**Your objective**: Each record below has to be printed verbatim.

**Data under study**:
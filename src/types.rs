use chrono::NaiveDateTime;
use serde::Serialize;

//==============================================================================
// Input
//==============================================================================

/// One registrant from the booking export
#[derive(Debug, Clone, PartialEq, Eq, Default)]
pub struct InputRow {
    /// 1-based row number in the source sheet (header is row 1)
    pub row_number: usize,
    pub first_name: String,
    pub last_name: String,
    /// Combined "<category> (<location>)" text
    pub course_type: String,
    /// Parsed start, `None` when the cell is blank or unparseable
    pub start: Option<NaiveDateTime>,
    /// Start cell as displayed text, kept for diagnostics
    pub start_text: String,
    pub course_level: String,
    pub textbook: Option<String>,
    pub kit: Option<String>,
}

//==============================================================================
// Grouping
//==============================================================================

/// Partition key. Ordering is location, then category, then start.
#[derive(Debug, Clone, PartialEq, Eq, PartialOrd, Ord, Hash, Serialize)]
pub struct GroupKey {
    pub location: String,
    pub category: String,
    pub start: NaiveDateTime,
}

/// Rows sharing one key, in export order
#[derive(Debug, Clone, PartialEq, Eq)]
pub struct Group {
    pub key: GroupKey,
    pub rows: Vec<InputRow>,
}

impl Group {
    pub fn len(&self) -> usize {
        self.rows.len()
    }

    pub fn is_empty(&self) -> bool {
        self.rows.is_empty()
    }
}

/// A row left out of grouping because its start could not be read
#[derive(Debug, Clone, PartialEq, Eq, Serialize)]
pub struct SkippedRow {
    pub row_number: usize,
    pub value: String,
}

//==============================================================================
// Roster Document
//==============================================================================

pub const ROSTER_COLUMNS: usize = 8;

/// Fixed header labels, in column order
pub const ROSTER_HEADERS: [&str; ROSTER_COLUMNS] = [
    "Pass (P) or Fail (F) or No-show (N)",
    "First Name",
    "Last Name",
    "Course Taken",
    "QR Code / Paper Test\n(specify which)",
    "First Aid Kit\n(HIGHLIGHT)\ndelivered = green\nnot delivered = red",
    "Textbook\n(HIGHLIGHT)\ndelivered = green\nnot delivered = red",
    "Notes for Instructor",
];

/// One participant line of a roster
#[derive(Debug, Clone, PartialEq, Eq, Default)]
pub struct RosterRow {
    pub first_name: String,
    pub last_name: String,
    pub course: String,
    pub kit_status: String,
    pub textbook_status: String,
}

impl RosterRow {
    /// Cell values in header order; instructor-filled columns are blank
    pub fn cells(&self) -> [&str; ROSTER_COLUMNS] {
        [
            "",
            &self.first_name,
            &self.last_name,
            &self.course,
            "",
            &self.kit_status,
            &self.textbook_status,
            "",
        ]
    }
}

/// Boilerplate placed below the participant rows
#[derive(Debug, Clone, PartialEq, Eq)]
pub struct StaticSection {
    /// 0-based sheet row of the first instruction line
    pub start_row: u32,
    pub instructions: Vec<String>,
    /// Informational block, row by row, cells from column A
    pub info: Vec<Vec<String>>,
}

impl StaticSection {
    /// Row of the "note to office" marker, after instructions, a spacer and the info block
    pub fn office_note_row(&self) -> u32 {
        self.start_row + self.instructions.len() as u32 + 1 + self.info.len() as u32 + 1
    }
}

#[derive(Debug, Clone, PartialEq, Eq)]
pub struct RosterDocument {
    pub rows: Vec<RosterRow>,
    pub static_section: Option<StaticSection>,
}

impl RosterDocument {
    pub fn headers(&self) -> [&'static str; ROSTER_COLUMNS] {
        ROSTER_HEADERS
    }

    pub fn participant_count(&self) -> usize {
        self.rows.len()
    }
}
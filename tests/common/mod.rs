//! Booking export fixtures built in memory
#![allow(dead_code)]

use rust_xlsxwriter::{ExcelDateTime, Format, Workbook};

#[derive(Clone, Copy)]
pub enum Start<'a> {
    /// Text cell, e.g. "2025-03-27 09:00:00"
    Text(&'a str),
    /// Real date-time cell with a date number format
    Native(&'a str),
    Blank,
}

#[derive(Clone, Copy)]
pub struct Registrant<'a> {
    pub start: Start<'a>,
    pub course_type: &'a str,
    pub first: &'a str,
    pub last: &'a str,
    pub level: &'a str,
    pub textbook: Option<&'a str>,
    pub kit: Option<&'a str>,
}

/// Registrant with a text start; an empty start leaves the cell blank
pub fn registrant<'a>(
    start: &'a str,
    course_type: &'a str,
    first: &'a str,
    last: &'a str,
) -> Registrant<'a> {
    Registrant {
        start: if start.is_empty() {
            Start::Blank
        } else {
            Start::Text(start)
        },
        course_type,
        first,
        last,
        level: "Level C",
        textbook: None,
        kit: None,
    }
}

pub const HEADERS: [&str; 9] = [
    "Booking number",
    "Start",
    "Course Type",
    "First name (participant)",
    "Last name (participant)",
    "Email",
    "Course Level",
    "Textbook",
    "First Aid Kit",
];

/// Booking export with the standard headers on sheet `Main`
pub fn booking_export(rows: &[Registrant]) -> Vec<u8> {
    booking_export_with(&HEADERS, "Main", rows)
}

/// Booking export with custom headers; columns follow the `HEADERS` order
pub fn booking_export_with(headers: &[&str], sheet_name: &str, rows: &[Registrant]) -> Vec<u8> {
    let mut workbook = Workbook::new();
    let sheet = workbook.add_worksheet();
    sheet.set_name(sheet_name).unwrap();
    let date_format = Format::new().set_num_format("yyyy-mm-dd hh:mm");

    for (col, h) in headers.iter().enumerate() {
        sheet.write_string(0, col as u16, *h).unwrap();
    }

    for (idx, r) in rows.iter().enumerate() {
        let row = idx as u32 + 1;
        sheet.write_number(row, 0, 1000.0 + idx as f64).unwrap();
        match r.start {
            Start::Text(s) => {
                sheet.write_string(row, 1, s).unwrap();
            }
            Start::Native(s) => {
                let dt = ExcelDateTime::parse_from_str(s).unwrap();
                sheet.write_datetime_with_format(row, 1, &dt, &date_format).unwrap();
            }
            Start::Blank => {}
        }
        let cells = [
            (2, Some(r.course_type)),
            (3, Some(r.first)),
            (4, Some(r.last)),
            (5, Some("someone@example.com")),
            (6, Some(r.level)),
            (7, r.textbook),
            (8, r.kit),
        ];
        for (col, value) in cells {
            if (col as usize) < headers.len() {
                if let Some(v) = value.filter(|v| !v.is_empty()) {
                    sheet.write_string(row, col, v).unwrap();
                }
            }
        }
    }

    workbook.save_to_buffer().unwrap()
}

**Your solution**:
filename src/types.rs
use chrono::NaiveDateTime;
use serde::Serialize;

//==============================================================================
// Input
//==============================================================================

/// One registrant from the booking export
#[derive(Debug, Clone, PartialEq, Eq, Default)]
pub struct InputRow {
    /// 1-based row number in the source sheet (header is row 1)
    pub row_number: usize,
    pub first_name: String,
    pub last_name: String,
    /// Combined "<category> (<location>)" text
    pub course_type: String,
    /// Parsed start, `None` when the cell is blank or unparseable
    pub start: Option<NaiveDateTime>,
    /// Start cell as displayed text, kept for diagnostics
    pub start_text: String,
    pub course_level: String,
    pub textbook: Option<String>,
    pub kit: Option<String>,
}

//==============================================================================
// Grouping
//==============================================================================

/// Partition key. Ordering is location, then category, then start.
#[derive(Debug, Clone, PartialEq, Eq, PartialOrd, Ord, Hash, Serialize)]
pub struct GroupKey {
    pub location: String,
    pub category: String,
    pub start: NaiveDateTime,
}

/// Rows sharing one key, in export order
#[derive(Debug, Clone, PartialEq, Eq)]
pub struct Group {
    pub key: GroupKey,
    pub rows: Vec<InputRow>,
}

impl Group {
    pub fn len(&self) -> usize {
        self.rows.len()
    }

    pub fn is_empty(&self) -> bool {
        self.rows.is_empty()
    }
}

/// A row left out of grouping because its start could not be read
#[derive(Debug, Clone, PartialEq, Eq, Serialize)]
pub struct SkippedRow {
    pub row_number: usize,
    pub value: String,
}

//==============================================================================
// Roster Document
//==============================================================================

pub const ROSTER_COLUMNS: usize = 8;

/// Fixed header labels, in column order
pub const ROSTER_HEADERS: [&str; ROSTER_COLUMNS] = [
    "Pass (P) or Fail (F) or No-show (N)",
    "First Name",
    "Last Name",
    "Course Taken",
    "QR Code / Paper Test\n(specify which)",
    "First Aid Kit\n(HIGHLIGHT)\ndelivered = green\nnot delivered = red",
    "Textbook\n(HIGHLIGHT)\ndelivered = green\nnot delivered = red",
    "Notes for Instructor",
];

/// One participant line of a roster
#[derive(Debug, Clone, PartialEq, Eq, Default)]
pub struct RosterRow {
    pub first_name: String,
    pub last_name: String,
    pub course: String,
    pub kit_status: String,
    pub textbook_status: String,
}

impl RosterRow {
    /// Cell values in header order; instructor-filled columns are blank
    pub fn cells(&self) -> [&str; ROSTER_COLUMNS] {
        [
            "",
            &self.first_name,
            &self.last_name,
            &self.course,
            "",
            &self.kit_status,
            &self.textbook_status,
            "",
        ]
    }
}

/// Boilerplate placed below the participant rows
#[derive(Debug, Clone, PartialEq, Eq)]
pub struct StaticSection {
    /// 0-based sheet row of the first instruction line
    pub start_row: u32,
    pub instructions: Vec<String>,
    /// Informational block, row by row, cells from column A
    pub info: Vec<Vec<String>>,
}

impl StaticSection {
    /// Row of the "note to office" marker, after instructions, a spacer and the info block
    pub fn office_note_row(&self) -> u32 {
        self.start_row + self.instructions.len() as u32 + 1 + self.info.len() as u32 + 1
    }
}

#[derive(Debug, Clone, PartialEq, Eq)]
pub struct RosterDocument {
    pub rows: Vec<RosterRow>,
    pub static_section: Option<StaticSection>,
}

impl RosterDocument {
    pub fn headers(&self) -> [&'static str; ROSTER_COLUMNS] {
        ROSTER_HEADERS
    }

    pub fn participant_count(&self) -> usize {
        self.rows.len()
    }
}
filename tests/common/mod.rs
//! Booking export fixtures built in memory
#![allow(dead_code)]

use rust_xlsxwriter::{ExcelDateTime, Format, Workbook};

#[derive(Clone, Copy)]
pub enum Start<'a> {
    /// Text cell, e.g. "2025-03-27 09:00:00"
    Text(&'a str),
    /// Real date-time cell with a date number format
    Native(&'a str),
    Blank,
}

#[derive(Clone, Copy)]
pub struct Registrant<'a> {
    pub start: Start<'a>,
    pub course_type: &'a str,
    pub first: &'a str,
    pub last: &'a str,
    pub level: &'a str,
    pub textbook: Option<&'a str>,
    pub kit: Option<&'a str>,
}

/// Registrant with a text start; an empty start leaves the cell blank
pub fn registrant<'a>(
    start: &'a str,
    course_type: &'a str,
    first: &'a str,
    last: &'a str,
) -> Registrant<'a> {
    Registrant {
        start: if start.is_empty() {
            Start::Blank
        } else {
            Start::Text(start)
        },
        course_type,
        first,
        last,
        level: "Level C",
        textbook: None,
        kit: None,
    }
}

pub const HEADERS: [&str; 9] = [
    "Booking number",
    "Start",
    "Course Type",
    "First name (participant)",
    "Last name (participant)",
    "Email",
    "Course Level",
    "Textbook",
    "First Aid Kit",
];

/// Booking export with the standard headers on sheet `Main`
pub fn booking_export(rows: &[Registrant]) -> Vec<u8> {
    booking_export_with(&HEADERS, "Main", rows)
}

/// Booking export with custom headers; columns follow the `HEADERS` order
pub fn booking_export_with(headers: &[&str], sheet_name: &str, rows: &[Registrant]) -> Vec<u8> {
    let mut workbook = Workbook::new();
    let sheet = workbook.add_worksheet();
    sheet.set_name(sheet_name).unwrap();
    let date_format = Format::new().set_num_format("yyyy-mm-dd hh:mm");

    for (col, h) in headers.iter().enumerate() {
        sheet.write_string(0, col as u16, *h).unwrap();
    }

    for (idx, r) in rows.iter().enumerate() {
        let row = idx as u32 + 1;
        sheet.write_number(row, 0, 1000.0 + idx as f64).unwrap();
        match r.start {
            Start::Text(s) => {
                sheet.write_string(row, 1, s).unwrap();
            }
            Start::Native(s) => {
                let dt = ExcelDateTime::parse_from_str(s).unwrap();
                sheet.write_datetime_with_format(row, 1, &dt, &date_format).unwrap();
            }
            Start::Blank => {}
        }
        let cells = [
            (2, Some(r.course_type)),
            (3, Some(r.first)),
            (4, Some(r.last)),
            (5, Some("someone@example.com")),
            (6, Some(r.level)),
            (7, r.textbook),
            (8, r.kit),
        ];
        for (col, value) in cells {
            if (col as usize) < headers.len() {
                if let Some(v) = value.filter(|v| !v.is_empty()) {
                    sheet.write_string(row, col, v).unwrap();
                }
            }
        }
    }

    workbook.save_to_buffer().unwrap()
}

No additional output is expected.